Guest Loki Posted March 7, 2018 Report Posted March 7, 2018 When something like this happens remember - it’s not your fault! Something in his life snapped and he had to change. It’s sad he couldn’t include you in it. Since he didn’t mention anything or attempt to include you, I’d venture he needed a break to see if he still wanted the relationship. He could have handled it more maturely. Don’t let his faults prevent you from loving someone else. It will take time to heal. Let yourself grieve. Cry, eat chocolate, binge Netflix, go for runs - whatever will help you through this. I know this stinks, but you got this. You’ll find love again.

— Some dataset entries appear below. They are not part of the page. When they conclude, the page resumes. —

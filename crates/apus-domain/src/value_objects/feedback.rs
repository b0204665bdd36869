//! Haptic feedback vocabulary

/// Strength of an impact feedback
#[derive(Debug, Clone, Copy, PartialEq, Eq, Hash)]
pub enum ImpactStyle {
    Light,
    Medium,
    Heavy,
    Soft,
    Rigid,
}

/// Outcome signalled by a notification feedback
#[derive(Debug, Clone, Copy, PartialEq, Eq, Hash)]
pub enum NotificationKind {
    Success,
    Warning,
    Error,
}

Bambi95 Posted March 7, 2018 Report Posted March 7, 2018 (edited) Hi there, So I went through some of your posts and couldn't help but notice that you felt he was losing interest as far back as June. Did you not think that this was a sign? After reading through your posts, surely it shouldn't have come as a complete surprise. I don't mean to sound cold and blunt, just noting some things based on what you have shared with the forum. But you were afraid he was losing interest over 9 months ago for a reason. I'm just speculating here, but it is possible that he tried to salvage your relationship over those months and finally realised he cannot do it anymore. While I know it hurts now, and you will grieve the loss of your love, you will get over it. And you will be grateful he was at least honest with you in the end, and that you can move on with someone you are more compatible with. Another thing I couldn't help notice, is that your last status from October suggests that you were uncomfortable in a poly relationship due to jealousy. Have you considered that perhaps monogamy is more suited to you? I don't offer advice, as you haven't asked for any. Just pointing out what I have interpreted from your previous posts. Edited March 7, 2018 by Bambi95 2
Guest BabyG Posted March 8, 2018 Report Posted March 8, 2018 Hey thanks for the response, in ways I guess there were signs but I don't think it's fair to base it solely on what I've posted here, I use this as a space to air my concerns but I guess I've never reported back to say we fixed or worked out whatever was bothering me/us. I think it's really normal for relationships to have ups and downs, so it still hurts it's come to an end. Kind of in the same way I don't blab to my friends about how great my life was going all the time but I'd go to them for help in bad times if that makes sense?
CaresAlot Posted March 8, 2018 Report Posted March 8, 2018 Sometimes the price of experience seems high unless you take a step back and see what you got in return. You got a Daddy for the first time and now you know what it is really like and not just being on the outside looking. You now have an idea of what you want and what you are willing to give. Its different when you get some actual experience as opposed to book smart. You found a true love and even if it was fleeting, you've gotten a taste. Now you know that life isn't all about abusive relationships; there are lots of good ones out there. What price would you pay to learn that. You have knowedge and know what love is like. Now you have a chance to put that knowledge to use. Take your time and focus on those positives. You will never know all the whys and whatifs, sometimes it just is. Then get out there and maybe you find more than just a taste.